Mining Districts

Map of United States and Territories showing mining regions

Map of United States and Territories showing mining regions, 1859

When gold-seekers first migrated into the Colorado area in 1859, Colorado had yet to become a state, or even a territory. It was still the Wild West with no organized legal system for settlers to determine property claims. Inspired by miners of the California Gold Rush, mining districts were established to manage claims. Mining districts were determined by resident miners who relied on geographic features and self-determined boundaries.[1]

Hock Hocking Mine near Alma, Colorado, date unknown

Hock Hocking Mine near Alma, Colorado, date unknown

These miners would name their district, agree upon a set of laws known as the "Miner’s Code," and elect officials to keep the district orderly and manage everyone’s claims.[2]

Districts also acted as their own social justice system and brought everyone in the district together to judge the accused and determine a sentence in "Miner’s Courts."[3]

Given the boom and bust cycles of the mining industry, some district boundaries shifted, and names were changed as new miners moved in to stake claims.
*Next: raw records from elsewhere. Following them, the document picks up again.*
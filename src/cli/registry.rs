//! The command table.
//!
//! Each subcommand is described once as a [`CommandSpec`]: its name, help
//! text, flag schema and the handler it dispatches to. The clap parser is
//! built from this table, so the table is the single source of truth for
//! what each command accepts.

use clap::builder::PossibleValuesParser;
use clap::{Arg, ArgAction, ArgMatches, Command};

use crate::error::{Error, Result};

/// Channel types accepted by `chat:channel:init`.
pub const CHANNEL_TYPES: &[&str] = &["livestream", "messaging", "gaming", "commerce", "team"];

/// Push providers accepted by `chat:settings:push`.
pub const PUSH_TYPES: &[&str] = &["apn", "firebase", "webhook"];

#[derive(Debug, Clone, Copy, PartialEq, Eq)]
pub enum FlagKind {
    String,
    Boolean,
}

/// Where a flag's value comes from when it is not supplied.
#[derive(Debug, Clone, Copy, PartialEq, Eq)]
pub enum FlagDefault {
    Literal(&'static str),
    /// A fresh identifier drawn for each invocation.
    GeneratedId,
}

#[derive(Debug, Clone, Copy)]
pub struct FlagSpec {
    pub name: &'static str,
    pub short: char,
    pub description: &'static str,
    pub kind: FlagKind,
    pub choices: &'static [&'static str],
    pub required: bool,
    pub default: Option<FlagDefault>,
    pub conflicts_with: &'static [&'static str],
}

impl FlagSpec {
    pub const fn string(name: &'static str, short: char, description: &'static str) -> Self {
        Self {
            name,
            short,
            description,
            kind: FlagKind::String,
            choices: &[],
            required: false,
            default: None,
            conflicts_with: &[],
        }
    }

    pub const fn boolean(name: &'static str, short: char, description: &'static str) -> Self {
        Self {
            kind: FlagKind::Boolean,
            ..Self::string(name, short, description)
        }
    }

    pub const fn required(mut self) -> Self {
        self.required = true;
        self
    }

    pub const fn choices(mut self, choices: &'static [&'static str]) -> Self {
        self.choices = choices;
        self
    }

    pub const fn default(mut self, default: FlagDefault) -> Self {
        self.default = Some(default);
        self
    }

    pub const fn conflicts_with(mut self, names: &'static [&'static str]) -> Self {
        self.conflicts_with = names;
        self
    }

    fn to_arg(&self) -> Arg {
        let mut arg = Arg::new(self.name)
            .long(self.name)
            .short(self.short)
            .help(self.description);

        match self.kind {
            FlagKind::Boolean => arg = arg.action(ArgAction::SetTrue),
            FlagKind::String => {
                arg = arg.action(ArgAction::Set);
                if !self.choices.is_empty() {
                    arg = arg.value_parser(PossibleValuesParser::new(self.choices.iter().copied()));
                }
            }
        }

        // A flag with a default is always satisfied, so clap only enforces
        // `required` on flags without one.
        match self.default {
            Some(FlagDefault::Literal(value)) => arg = arg.default_value(value),
            Some(FlagDefault::GeneratedId) => {
                arg = arg.help(format!("{} [default: random UUID]", self.description));
            }
            None => arg = arg.required(self.required),
        }

        for other in self.conflicts_with {
            arg = arg.conflicts_with(*other);
        }

        arg
    }
}

/// The handler a command dispatches to.
#[derive(Debug, Clone, Copy, PartialEq, Eq)]
pub enum CommandKind {
    ChannelInit,
    SettingsPush,
    ConfigSet,
    ConfigGet,
    ConfigDestroy,
}

#[derive(Debug)]
pub struct CommandSpec {
    pub name: &'static str,
    pub about: &'static str,
    pub flags: &'static [FlagSpec],
    pub kind: CommandKind,
}

impl CommandSpec {
    pub fn flag(&self, name: &str) -> Option<&FlagSpec> {
        self.flags.iter().find(|f| f.name == name)
    }

    fn to_command(&self) -> Command {
        self.flags
            .iter()
            .fold(Command::new(self.name).about(self.about), |cmd, flag| {
                cmd.arg(flag.to_arg())
            })
    }
}

const CHANNEL_INIT_FLAGS: &[FlagSpec] = &[
    FlagSpec::string("id", 'i', "A unique ID for the channel you wish to create.")
        .required()
        .default(FlagDefault::GeneratedId),
    FlagSpec::string("type", 't', "Type of channel.")
        .required()
        .choices(CHANNEL_TYPES),
    FlagSpec::string("name", 'n', "Name of the channel room.").required(),
    FlagSpec::string("image", 'u', "URL to channel image."),
    FlagSpec::string(
        "members",
        'm',
        "Comma separated list of members to add to the channel.",
    ),
    FlagSpec::string("data", 'd', "Additional data as a JSON object."),
];

const SETTINGS_PUSH_FLAGS: &[FlagSpec] = &[
    FlagSpec::boolean("enable", 'e', "Enable push notifications for your project.")
        .conflicts_with(&["disable"]),
    FlagSpec::boolean("disable", 'd', "Disable push notifications for your project."),
    FlagSpec::string("type", 't', "Type of configuration.").choices(PUSH_TYPES),
    FlagSpec::string("auth_key", 'a', "Private auth key for APN."),
    FlagSpec::string("key_id", 'k', "Key ID for APN."),
    FlagSpec::string("team_id", 'i', "Team ID for APN."),
    FlagSpec::string("pem_cert", 'p', "Private RSA key for APN (.pem)."),
    FlagSpec::string("p12_cert", 'b', "Path to the .p12 file for APN."),
    FlagSpec::string(
        "notification_template",
        'n',
        "JSON template for notifications (APN and Firebase).",
    ),
    FlagSpec::string("api_key", 'f', "API key for Firebase."),
    FlagSpec::string("webhook_url", 'w', "Fully qualified URL for webhook support."),
    FlagSpec::boolean(
        "json",
        'j',
        "Output results in JSON. When not specified, returns output in a human friendly format.",
    ),
];

const CONFIG_SET_FLAGS: &[FlagSpec] = &[
    FlagSpec::string("name", 'n', "Your full name."),
    FlagSpec::string("email", 'e', "Your email address."),
    FlagSpec::string("key", 'k', "Application API key."),
    FlagSpec::string("secret", 's', "Application API secret."),
    FlagSpec::string("url", 'u', "API base URL (defaults to the hosted service)."),
];

const CONFIG_GET_FLAGS: &[FlagSpec] = &[FlagSpec::boolean(
    "json",
    'j',
    "Output the configuration as JSON.",
)];

pub static COMMANDS: &[CommandSpec] = &[
    CommandSpec {
        name: "chat:channel:init",
        about: "Create a new channel.",
        flags: CHANNEL_INIT_FLAGS,
        kind: CommandKind::ChannelInit,
    },
    CommandSpec {
        name: "chat:settings:push",
        about: "Enable or disable push notifications.",
        flags: SETTINGS_PUSH_FLAGS,
        kind: CommandKind::SettingsPush,
    },
    CommandSpec {
        name: "config:set",
        about: "Store API credentials in the config file.",
        flags: CONFIG_SET_FLAGS,
        kind: CommandKind::ConfigSet,
    },
    CommandSpec {
        name: "config:get",
        about: "Show the stored configuration.",
        flags: CONFIG_GET_FLAGS,
        kind: CommandKind::ConfigGet,
    },
    CommandSpec {
        name: "config:destroy",
        about: "Remove the stored configuration.",
        flags: &[],
        kind: CommandKind::ConfigDestroy,
    },
];

/// Looks up a command by name.
pub fn find(name: &str) -> Option<&'static CommandSpec> {
    COMMANDS.iter().find(|c| c.name == name)
}

/// Flags accepted before or after any subcommand.
#[derive(Debug, Clone, Copy, Default)]
pub struct GlobalOptions {
    pub verbosity: u8,
    pub quiet: bool,
    pub no_color: bool,
}

/// A parsed command line: which command, its raw matches and global options.
#[derive(Debug)]
pub struct Invocation {
    pub command: &'static CommandSpec,
    pub matches: ArgMatches,
    pub globals: GlobalOptions,
}

pub fn build_cli() -> Command {
    let root = Command::new("stream")
        .about("Command-line client for the hosted chat service")
        .version(env!("CARGO_PKG_VERSION"))
        .subcommand_required(true)
        .arg_required_else_help(true)
        .arg(
            Arg::new("verbose")
                .short('v')
                .long("verbose")
                .action(ArgAction::Count)
                .global(true)
                .help("Log requests to stderr (-v debug, -vv trace)"),
        )
        .arg(
            Arg::new("quiet")
                .short('q')
                .long("quiet")
                .action(ArgAction::SetTrue)
                .global(true)
                .help("Suppress status output"),
        )
        .arg(
            Arg::new("no-color")
                .long("no-color")
                .action(ArgAction::SetTrue)
                .global(true)
                .help("Disable colored output"),
        );

    COMMANDS
        .iter()
        .fold(root, |cli, spec| cli.subcommand(spec.to_command()))
}

/// Parses argv (including the binary name) against the command table.
///
/// Missing required flags and values outside a flag's choices are rejected
/// here, before any handler runs.
pub fn parse_from<I, T>(args: I) -> Result<Invocation>
where
    I: IntoIterator<Item = T>,
    T: Into<std::ffi::OsString> + Clone,
{
    let matches = build_cli().try_get_matches_from(args)?;

    let (name, sub_matches) = matches
        .subcommand()
        .ok_or_else(|| Error::validation("No command given"))?;
    let command =
        find(name).ok_or_else(|| Error::validation(format!("Unknown command '{name}'")))?;

    let globals = GlobalOptions {
        verbosity: sub_matches.get_count("verbose"),
        quiet: sub_matches.get_flag("quiet"),
        no_color: sub_matches.get_flag("no-color"),
    };

    Ok(Invocation {
        command,
        matches: sub_matches.clone(),
        globals,
    })
}
//! Subcommand implementations.

/// `chat:channel:init` handler.
pub mod channel_init;

/// `config:set`, `config:get` and `config:destroy` handlers.
pub mod configure;

/// `chat:settings:push` handler.
pub mod settings_push;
The informal nature of the mining districts made it impossible to determine how many districts were actually in the region, but the more prominent districts with prosperous yields are still around in name today.[4]

 
Small wooden structures on Broom of the Hills Mine at Buckskin Gulch

Small wooden structures on Broom of the Hills Mine at Buckskin Gulch

[1] Lisa G. Dunn, Colorado Mining Districts: A Reference (Golden, CO: Arthur Lakes Library, Colorado School of Mines, 2003).
[2] Henry J. Hersey, “The Colorado Constitution.” The Colorado Magazine 3, no. 3 (1926): 55-76. 
[3] Hersey, “The Colorado Constitution,” 55-76.
[4] Dunn, Colorado Mining Districts.